Possiamo immaginare cosa significasse organizzare
questi milioni di uomini, registrarli, ricoverarli, sorvegliarli, nutrirli. L’orrore per il caso limite dello sterminio
promosso dai nazisti nel corso della seconda guerra
mondiale, divenuto un paradigma [= esempio rappresentativo – n.d.r.] della crudeltà al di là di ogni paragone
possibile, ha messo generalmente in ombra e fatto dimenticare le anticipazioni di tutto questo già presenti nei
campi di prigionia della prima guerra mondiale. Naturalmente ci sono differenze non trascurabili tra le due vicende. Nel caso dello sterminio nazista siamo di fronte
a un deliberato proposito di annientamento di interi
gruppi etnici e categorie di persone, giunto per così dire
alla perfezione tecnica e organizzativa. Viceversa nel
caso dei campi di detenzione della Grande Guerra la violenza esercitata sui prigionieri era solo in parte frutto dell’odio e della volontà punitiva; in gran parte era piuttosto la conseguenza dello spostamento coatto e della
concentrazione improvvisata di grandi masse, spesso
già provate [= sottoposte ad esperienze di sofferenza –
n.d.r.], in condizioni di emergenza. [...]
Ad aggravare la situazione in Germania e in Austria
si aggiunsero le difficoltà alimentari dovute al blocco navale imposto dallo schieramento avversario, che colpirono la generalità della popolazione in maniera via via più
pesante e a maggior ragione si riverberarono sui prigionieri. Essi patirono così, oltre ai rigori della disciplina, anche il freddo e la fame. Le razioni giornaliere prevedevano un poco di caffè d’orzo, minestre con qualche
foglia di cavolo o rapa, una minima quantità di pane o
di patate. Tale regime alimentare assicurava ai prigionieri
una quantità di calorie inferiore alle 1000, quando ne sarebbero state necessarie – per sopravvivere in luoghi
freddi – almeno 3300. Molti morirono di stenti e di malattie, in particolare la tubercolosi e l’edema da fame (in
tedesco Hungeroedem). In un solo reparto dell’ospedale
di Mauthausen nell’Austria superiore, tra il novembre del
1917 e l’aprile del 1918, si registrarono 500 morti per
enterite [= infiammazione dell’intestino tenue – n.d.r.]. A
Sigmundsherberg (Bassa Austria) nel 1917 morirono
491 prigionieri italiani, di cui 247 per polmonite, e nei
primi nove mesi del 1918 i morti furono 1779, di cui 503
per polmonite.

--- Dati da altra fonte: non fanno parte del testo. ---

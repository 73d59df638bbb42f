//! Edit Session and Controller
//!
//! Session state, typed host triggers, file access and the state machine
//! that keeps the editor and the preview in step.

pub mod controller;
pub mod edit_session;
pub mod error;
pub mod files;
pub mod trigger;

pub use controller::{DEFAULT_MARKDOWN_EXTENSION, DispatchStats, EditController};
pub use edit_session::EditSession;
pub use error::{DropRejection, EditorError, NoticeSeverity};
pub use trigger::{Activity, Outcome, Status, Trigger};
//! Document Buffer
//!
//! Ordered blocks of editor text with their derived presentation attributes.
//! The buffer is the single source of truth for both cue styling and rendering.

use crate::syntax::CueCategory;

/// Font weight of a block
#[derive(Debug, Clone, Copy, PartialEq, Eq)]
pub enum FontWeight {
    Normal,
    Bold,
}

/// Render style tag of a block
///
/// Only ever obtained through [`BlockStyle::for_cue`], never set directly.
#[derive(Debug, Clone, Copy, PartialEq, Eq)]
pub struct BlockStyle {
    pub background: &'static str,
    pub foreground: &'static str,
    pub weight: FontWeight,
}

impl BlockStyle {
    /// Style for headings and image references
    pub const HIGHLIGHTED: BlockStyle = BlockStyle {
        background: "#F8F8FF",
        foreground: "#4682B4",
        weight: FontWeight::Bold,
    };

    /// Default style for uncued lines
    pub const PLAIN: BlockStyle = BlockStyle {
        background: "#FFFFFF",
        foreground: "#000000",
        weight: FontWeight::Normal,
    };

    pub fn for_cue(cue: CueCategory) -> Self {
        if cue.is_highlighted() {
            Self::HIGHLIGHTED
        } else {
            Self::PLAIN
        }
    }
}

/// One line of the buffer
#[derive(Debug, Clone, PartialEq)]
pub struct Block {
    text: String,
    cue: CueCategory,
    line_height: f64,
}

impl Block {
    fn new(text: &str, line_height: f64) -> Self {
        Self {
            text: text.strip_suffix('\r').unwrap_or(text).to_string(),
            cue: CueCategory::None,
            line_height,
        }
    }

    pub fn text(&self) -> &str {
        &self.text
    }

    pub fn cue(&self) -> CueCategory {
        self.cue
    }

    pub fn style(&self) -> BlockStyle {
        BlockStyle::for_cue(self.cue)
    }

    pub fn line_height(&self) -> f64 {
        self.line_height
    }
}

/// Line terminator written between blocks
#[derive(Debug, Clone, Copy, PartialEq, Eq, Default)]
pub enum LineEnding {
    #[default]
    Lf,
    CrLf,
}

impl LineEnding {
    /// Terminator of the first line break in `text`, if it has one
    pub fn detect(text: &str) -> Option<Self> {
        let end = text.find('\n')?;
        if text[..end].ends_with('\r') {
            Some(LineEnding::CrLf)
        } else {
            Some(LineEnding::Lf)
        }
    }

    pub fn as_str(self) -> &'static str {
        match self {
            LineEnding::Lf => "\n",
            LineEnding::CrLf => "\r\n",
        }
    }
}

/// Editable document content, one block per line
///
/// Every effective block mutation records an echo: the change notification a
/// host text widget would fire for it. The controller drains echoes through
/// its re-entrancy guard.
///
/// The first line break of the text decides the line ending used to join
/// blocks back together, so mixed endings come out uniform.
#[derive(Debug, Clone, PartialEq)]
pub struct DocumentBuffer {
    blocks: Vec<Block>,
    line_height: f64,
    line_ending: LineEnding,
    echoes: usize,
}

impl DocumentBuffer {
    /// Create an empty buffer whose blocks will use `line_height`
    pub fn new(line_height: f64) -> Self {
        Self {
            blocks: Vec::new(),
            line_height,
            line_ending: LineEnding::default(),
            echoes: 0,
        }
    }

    /// Create a buffer holding `text`
    pub fn from_text(text: &str, line_height: f64) -> Self {
        let mut buffer = Self::new(line_height);
        buffer.blocks = split_blocks(text, line_height);
        buffer.line_ending = LineEnding::detect(text).unwrap_or_default();
        buffer
    }

    /// Replace the whole content
    ///
    /// Cues of the new blocks start out as none; line height is kept, and so
    /// is the line ending when `text` has no line break.
    pub fn replace_text(&mut self, text: &str) {
        self.blocks = split_blocks(text, self.line_height);
        if let Some(ending) = LineEnding::detect(text) {
            self.line_ending = ending;
        }
        self.echoes += 1;
    }

    /// Content as plain text, blocks joined by the buffer's line ending
    pub fn plain_text(&self) -> String {
        self.blocks
            .iter()
            .map(Block::text)
            .collect::<Vec<_>>()
            .join(self.line_ending.as_str())
    }

    pub fn line_ending(&self) -> LineEnding {
        self.line_ending
    }

    pub fn blocks(&self) -> &[Block] {
        &self.blocks
    }

    pub fn len(&self) -> usize {
        self.blocks.len()
    }

    pub fn is_empty(&self) -> bool {
        self.blocks.is_empty()
    }

    /// Current line height applied to every block
    pub fn line_height(&self) -> f64 {
        self.line_height
    }

    /// Set the cue of one block, returning whether it changed
    pub fn set_cue(&mut self, index: usize, cue: CueCategory) -> bool {
        match self.blocks.get_mut(index) {
            Some(block) if block.cue != cue => {
                block.cue = cue;
                self.echoes += 1;
                true
            }
            _ => false,
        }
    }

    /// Set the line height of every block, returning how many changed
    pub fn set_line_height(&mut self, line_height: f64) -> usize {
        self.line_height = line_height;

        let mut changed = 0;
        for block in &mut self.blocks {
            if block.line_height != line_height {
                block.line_height = line_height;
                changed += 1;
            }
        }
        self.echoes += changed;
        changed
    }

    /// Drain the number of change notifications recorded since the last call
    pub fn take_echoes(&mut self) -> usize {
        std::mem::take(&mut self.echoes)
    }
}

fn split_blocks(text: &str, line_height: f64) -> Vec<Block> {
    if text.is_empty() {
        return Vec::new();
    }
    text.split('\n')
        .map(|line| Block::new(line, line_height))
        .collect()
}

Non solo nelle trincee ma nei campi di
prigionia fa la sua comparsa la morte in massa i cui tratti
tipici, fissati dalle statistiche ma anche dai documenti fotografici, sembrano anticipare – nei mucchi informi di cadaveri accatastati, nelle schiere spettrali di
uomini rapati a zero – le immagini di annientamento
dei campi di sterminio [sarebbe più corretto utilizzare, in
questo caso, l’espressione campi di concentramento –
n.d.r.] organizzati dai nazisti, talvolta nelle stesse località, venticinque anni dopo.

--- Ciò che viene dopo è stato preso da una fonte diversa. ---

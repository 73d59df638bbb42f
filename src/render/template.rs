//! Preview Document Template
//!
//! Fixed document chrome and stylesheet wrapped around every HTML fragment.
//! The fragment is inserted verbatim; it is never parsed again here.

/// Virtual host the preview resolves relative asset paths against
pub const DEFAULT_VIRTUAL_HOST: &str = "local.example";

const STYLESHEET: &str = r#"
body {
    font-family: -apple-system, BlinkMacSystemFont, "Segoe UI", Helvetica, Arial, sans-serif;
    font-size: 16px;
    line-height: 1.6;
    color: #24292e;
    background: #ffffff;
    padding: 20px;
}
h1, h2, h3, h4, h5, h6 {
    font-weight: 600;
    margin-top: 24px;
    margin-bottom: 16px;
    line-height: 1.25;
}
h1 { font-size: 2em; border-bottom: 1px solid #eaecef; padding-bottom: .3em; }
h2 { font-size: 1.5em; border-bottom: 1px solid #eaecef; padding-bottom: .3em; }
h3 { font-size: 1.25em; }
h4 { font-size: 1em; }
h5 { font-size: .875em; }
h6 { font-size: .85em; color: #6a737d; }
p { margin: 16px 0; }
a { color: #0366d6; text-decoration: none; }
a:hover { text-decoration: underline; }
ul, ol { padding-left: 2em; margin: 16px 0; }
li { margin: 4px 0; }
blockquote {
    padding: 0 1em;
    color: #6a737d;
    border-left: .25em solid #dfe2e5;
    margin: 16px 0;
}
code {
    background-color: rgba(27, 31, 35, .05);
    padding: .2em .4em;
    border-radius: 3px;
    font-family: SFMono-Regular, Consolas, "Liberation Mono", Menlo, monospace;
    font-size: 85%;
}
pre {
    background-color: #f6f8fa;
    padding: 16px;
    border-radius: 6px;
    overflow: auto;
}
pre code { background: none; padding: 0; font-size: 85%; }
table { border-collapse: collapse; width: 100%; margin: 16px 0; }
th, td { border: 1px solid #dfe2e5; padding: 6px 13px; }
th { background: #f6f8fa; font-weight: 600; }
tr:nth-child(even) { background: #fafbfc; }
hr { border: 0; border-top: 1px solid #eaecef; margin: 24px 0; }
img { max-width: 100%; height: auto; }
li > input[type="checkbox"] { margin-right: .5em; }
"#;

// Files dropped on the preview must not navigate away from it
const DROP_GUARD: &str = r#"
window.addEventListener('dragover', function (e) {
    e.preventDefault();
    e.dataTransfer.dropEffect = 'none';
}, false);
window.addEventListener('drop', function (e) {
    e.preventDefault();
}, false);
"#;

/// Static wrapper for rendered fragments
#[derive(Debug, Clone, PartialEq, Eq)]
pub struct HtmlTemplate {
    head: String,
    tail: String,
}

impl Default for HtmlTemplate {
    fn default() -> Self {
        Self::new(DEFAULT_VIRTUAL_HOST)
    }
}

impl HtmlTemplate {
    /// Build the template with relative URLs resolving against `virtual_host`
    pub fn new(virtual_host: &str) -> Self {
        let head = format!(
            "<!DOCTYPE html>\n<html>\n<head>\n<meta charset=\"utf-8\">\n\
             <base href=\"{}\">\n<style>{STYLESHEET}</style>\n\
             <script>{DROP_GUARD}</script>\n</head>\n<body>\n<div id=\"content\">\n",
            base_href(virtual_host)
        );
        let tail = "</div>\n</body>\n</html>\n".to_string();

        Self { head, tail }
    }

    /// Embed an HTML fragment into the full document
    pub fn wrap(&self, fragment: &str) -> String {
        let mut document =
            String::with_capacity(self.head.len() + fragment.len() + self.tail.len());
        document.push_str(&self.head);
        document.push_str(fragment);
        document.push_str(&self.tail);
        document
    }
}

/// Base URL used for a virtual host
pub fn base_href(virtual_host: &str) -> String {
    format!("https://{virtual_host}/")
}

Gli italiani che finirono nei campi austro-tedeschi furono complessivamente 600000, circa la metà dei quali
catturati nel corso della rotta di Caporetto. I principali
campi che li accolsero furono, oltre a Mauthausen e
Singmundsherberg, Theresienstadt in Boemia, Celle
nell’Hannover, Rastatt nel Baden. [...] Dei 600000 prigionieri circa 100000 non tornarono più, la maggior
parte dei quali morti di tubercolosi, di stenti e di fame.

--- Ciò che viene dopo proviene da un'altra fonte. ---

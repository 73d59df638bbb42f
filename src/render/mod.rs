//! Preview Rendering
//!
//! Markdown conversion, the fixed document template, and asynchronous
//! delivery of full documents to the display surface.

pub mod converter;
pub mod pipeline;
pub mod surface;
pub mod template;

pub use converter::{CommonMarkConverter, MarkdownConverter};
pub use pipeline::{DeliveryReport, RenderQueue, RenderSnapshot, Renderer};
pub use surface::{
    AssetMapping, ChannelSurface, DisplaySurface, ReadySignal, ReadyWait, surface_ready,
};
pub use template::{DEFAULT_VIRTUAL_HOST, HtmlTemplate};
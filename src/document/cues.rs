//! Cue Applicator
//!
//! Walks the buffer and sets each block's cue from the classifier verdict.
//! Only cue fields are touched; text and line height never change here.

use crate::document::buffer::DocumentBuffer;
use crate::session::EditSession;
use crate::syntax::{CueCategory, classify_line};

/// Summary of one cue pass
#[derive(Debug, Clone, Copy, PartialEq, Eq, Default)]
pub struct CuePass {
    /// Blocks classified
    pub visited: usize,
    /// Blocks whose cue changed
    pub changed: usize,
    /// True when simple-edit mode disabled classification
    pub skipped: bool,
}

/// Apply syntax cues to every block
///
/// In simple-edit mode classification is skipped entirely and existing cues
/// are left as they are; use [`clear_cues`] on mode entry.
pub fn apply_cues(buffer: &mut DocumentBuffer, session: &EditSession) -> CuePass {
    if session.simple_edit() {
        return CuePass {
            skipped: true,
            ..CuePass::default()
        };
    }

    let mut pass = CuePass::default();
    for index in 0..buffer.len() {
        let cue = classify_line(buffer.blocks()[index].text());
        if buffer.set_cue(index, cue) {
            pass.changed += 1;
        }
        pass.visited += 1;
    }

    log::trace!("cue pass: {} visited, {} changed", pass.visited, pass.changed);
    pass
}

/// Reset every block to the uncued style, returning how many changed
pub fn clear_cues(buffer: &mut DocumentBuffer) -> usize {
    (0..buffer.len())
        .filter(|&index| buffer.set_cue(index, CueCategory::None))
        .count()
}
//! Typed triggers, controller status and dispatch outcomes.

use std::path::PathBuf;

use crate::session::error::EditorError;
use crate::zoom::{Pane, ZoomDirection};

/// Something the host asks the controller to handle
#[derive(Debug, Clone, PartialEq)]
pub enum Trigger {
    /// The editor content changed. `None` is a bare change notification
    /// without new content.
    TextChanged { content: Option<String> },
    /// Files were dropped onto the editor
    FilesDropped(Vec<PathBuf>),
    /// Wheel turned with the zoom modifier held
    Zoom { pane: Pane, direction: ZoomDirection },
    /// Save to the associated file
    Save,
    /// Save to a path picked by the host, and associate it
    SaveAs(PathBuf),
    /// Toggle simple-edit mode
    SetSimpleEdit(bool),
}

impl Trigger {
    /// Change notification without content, as echoed by the buffer
    pub fn echo() -> Self {
        Trigger::TextChanged { content: None }
    }
}

/// What the controller is doing while not idle
#[derive(Debug, Clone, Copy, PartialEq, Eq)]
pub enum Activity {
    ApplyingCues,
    Rendering,
    Zooming,
    Loading,
}

/// Re-entrancy guard of the controller
#[derive(Debug, Clone, Copy, PartialEq, Eq, Default)]
pub enum Status {
    #[default]
    Idle,
    Busy(Activity),
}

impl Status {
    pub fn is_idle(self) -> bool {
        self == Status::Idle
    }

    /// A programmatic edit is in progress: cue styling or a wholesale load
    pub fn programmatic_edit(self) -> bool {
        matches!(
            self,
            Status::Busy(Activity::ApplyingCues | Activity::Loading)
        )
    }

    pub fn zoom_in_progress(self) -> bool {
        self == Status::Busy(Activity::Zooming)
    }
}

/// Result of dispatching one trigger
#[derive(Debug)]
pub enum Outcome {
    /// Cues were applied and the preview rendered; `rendered` is false when
    /// the document matched the one already shown or pending
    Refreshed { rendered: bool },
    /// Cues were applied but the text could not be rendered. The previous
    /// preview stays.
    RenderFailed { message: String },
    /// Ignored by the re-entrancy guard
    Suppressed,
    Zoomed { pane: Pane, scale: f64 },
    ModeChanged { simple_edit: bool },
    Saved(PathBuf),
    /// Nothing to do, such as saving with no file associated
    Ignored,
    Failed(EditorError),
}

impl Outcome {
    pub fn error(&self) -> Option<&EditorError> {
        match self {
            Outcome::Failed(e) => Some(e),
            _ => None,
        }
    }
}
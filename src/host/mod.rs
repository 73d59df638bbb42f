//! Headless Hosts
//!
//! Thin adapters that stand in for a window toolkit: they own a display
//! surface, turn their input into triggers and report the outcomes.

pub mod file_surface;
pub mod stdio;
pub mod watch;

use std::path::Path;

use anyhow::{Context, Result, bail};
use tokio::io::AsyncWriteExt;

use crate::config::{Command, Config};
use crate::render::{
    ChannelSurface, CommonMarkConverter, DeliveryReport, DisplaySurface, HtmlTemplate, ReadyWait,
    RenderQueue, Renderer, surface_ready,
};
use crate::session::{EditController, Outcome, Trigger};

pub use file_surface::FileSurface;
pub use stdio::{HostEvent, HostMessage, serve};
pub use watch::{MarkdownWatcher, WatchEvent, watch_markdown};

/// Controller delivering to `surface` once `ready` fires
pub fn preview_controller<S: DisplaySurface>(
    config: &Config,
    surface: S,
    ready: ReadyWait,
) -> EditController {
    let queue = RenderQueue::spawn(surface, ready, config.asset_mapping());
    let renderer = Renderer::new(
        CommonMarkConverter::new(),
        HtmlTemplate::new(&config.virtual_host),
    );
    EditController::from_config(config, renderer, queue)
}

/// Run a command from the command line
pub async fn run(config: &Config, command: Command) -> Result<()> {
    match command {
        Command::Render { file, output } => render_file(config, &file, output.as_deref()).await,
        Command::Watch { file, output } => watch_file(config, &file, &output).await,
        Command::Serve => serve(config).await,
    }
}

/// Render a markdown file once, to `output` or to standard output
pub async fn render_file(config: &Config, file: &Path, output: Option<&Path>) -> Result<()> {
    match output {
        Some(output) => load_and_display(config, FileSurface::new(output), file).await,
        None => {
            let (surface, mut documents) = ChannelSurface::new();
            load_and_display(config, surface, file).await?;
            let html = documents
                .recv()
                .await
                .context("Preview document was not produced")?;

            let mut stdout = tokio::io::stdout();
            stdout.write_all(html.as_bytes()).await?;
            stdout.flush().await?;
            Ok(())
        }
    }
}

async fn load_and_display<S: DisplaySurface>(
    config: &Config,
    surface: S,
    file: &Path,
) -> Result<()> {
    let (signal, ready) = surface_ready();
    let mut controller = preview_controller(config, surface, ready);
    let mut reports = controller
        .queue_mut()
        .take_reports()
        .context("Delivery reports already taken")?;
    signal.mark_ready();

    match controller.dispatch(Trigger::FilesDropped(vec![file.to_path_buf()])) {
        Outcome::Failed(e) => return Err(e.into()),
        Outcome::RenderFailed { message } => bail!(message),
        Outcome::Refreshed { rendered: true } => {}
        other => bail!("Nothing rendered for {}: {:?}", file.display(), other),
    }

    match reports.recv().await {
        Some(DeliveryReport::Delivered { .. }) => Ok(()),
        Some(DeliveryReport::Failed { message, .. }) => bail!(message),
        None => bail!("Preview delivery stopped unexpectedly"),
    }
}

/// Re-render `file` into `output` every time it changes on disk
pub async fn watch_file(config: &Config, file: &Path, output: &Path) -> Result<()> {
    let (signal, ready) = surface_ready();
    let mut controller = preview_controller(config, FileSurface::new(output), ready);
    let mut reports = controller
        .queue_mut()
        .take_reports()
        .context("Delivery reports already taken")?;
    signal.mark_ready();

    let output_name = output.display().to_string();
    tokio::spawn(async move {
        while let Some(report) = reports.recv().await {
            match report {
                DeliveryReport::Delivered { generation } => {
                    log::info!("Preview {} written to {}", generation, output_name)
                }
                DeliveryReport::Failed { message, .. } => log::error!("{}", message),
            }
        }
    });

    let mut watcher = watch_markdown(file)?;
    let reload = || Trigger::FilesDropped(vec![file.to_path_buf()]);

    log_outcome(controller.dispatch(reload()));
    while let Some(event) = watcher.next().await {
        match event {
            WatchEvent::Changed => log_outcome(controller.dispatch(reload())),
            WatchEvent::Error(e) => log::error!("File watcher error: {}", e),
        }
    }
    Ok(())
}

fn log_outcome(outcome: Outcome) {
    match outcome {
        Outcome::Failed(e) => log::error!("{}", e),
        Outcome::RenderFailed { message } => log::warn!("Preview not updated: {}", message),
        Outcome::Refreshed { rendered: false } => log::debug!("Preview unchanged"),
        other => log::debug!("{:?}", other),
    }
}
//! Display Surface Contract
//!
//! The preview widget is an external collaborator: it becomes ready once,
//! asynchronously, and then accepts whole documents.

use std::future::{self, Future};
use std::path::PathBuf;

use anyhow::{Result, anyhow};
use tokio::sync::{mpsc, watch};

/// Local folder served to the preview under a virtual host name
#[derive(Debug, Clone, PartialEq, Eq)]
pub struct AssetMapping {
    pub host: String,
    pub folder: PathBuf,
}

/// A render target that shows full HTML documents
pub trait DisplaySurface: Send + 'static {
    /// Serve `mapping.folder` under `mapping.host`
    fn map_virtual_host(&mut self, mapping: &AssetMapping) -> Result<()> {
        let _ = mapping;
        Ok(())
    }

    /// Replace the displayed document; resolves once navigation completes
    fn load_document(&mut self, html: String) -> impl Future<Output = Result<()>> + Send;
}

/// Host side of the readiness signal
#[derive(Debug)]
pub struct ReadySignal(watch::Sender<bool>);

impl ReadySignal {
    /// Mark the surface as initialised
    pub fn mark_ready(&self) {
        self.0.send_replace(true);
    }
}

/// Render side of the readiness signal
#[derive(Debug, Clone)]
pub struct ReadyWait(watch::Receiver<bool>);

impl ReadyWait {
    pub fn is_ready(&self) -> bool {
        *self.0.borrow()
    }

    /// Wait until the surface is ready
    ///
    /// Returns false if the signal was dropped without ever becoming ready.
    pub async fn wait(&mut self) -> bool {
        self.0.wait_for(|ready| *ready).await.is_ok()
    }
}

/// Create a readiness signal pair, initially not ready
pub fn surface_ready() -> (ReadySignal, ReadyWait) {
    let (tx, rx) = watch::channel(false);
    (ReadySignal(tx), ReadyWait(rx))
}

/// Surface that forwards every document into a channel
#[derive(Debug, Clone)]
pub struct ChannelSurface {
    documents: mpsc::UnboundedSender<String>,
    mapping: Option<AssetMapping>,
}

impl ChannelSurface {
    pub fn new() -> (Self, mpsc::UnboundedReceiver<String>) {
        let (documents, rx) = mpsc::unbounded_channel();
        (
            Self {
                documents,
                mapping: None,
            },
            rx,
        )
    }

    /// Mapping installed by the render queue, if any
    pub fn mapping(&self) -> Option<&AssetMapping> {
        self.mapping.as_ref()
    }
}

impl DisplaySurface for ChannelSurface {
    fn map_virtual_host(&mut self, mapping: &AssetMapping) -> Result<()> {
        self.mapping = Some(mapping.clone());
        Ok(())
    }

    fn load_document(&mut self, html: String) -> impl Future<Output = Result<()>> + Send {
        let result = self
            .documents
            .send(html)
            .map_err(|_| anyhow!("preview receiver closed"));
        future::ready(result)
    }
}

A. GIBELLI, La grande guerra degli Italiani 1915-1918, Sansoni,
Firenze 1998, pp. 124-131
Che cosa distingue la pur grave condizione dei soldati detenuti nei campi di prigionia, negli anni 1914-1918, da quella
dei deportati nei lager nazisti durante la seconda guerra mondiale?
Quali problemi tipici della Germania e dell’Austria-Ungheria aggravarono le condizioni dei prigionieri internati in questi due
paesi?
Che cosa significa l’espressione morte di massa?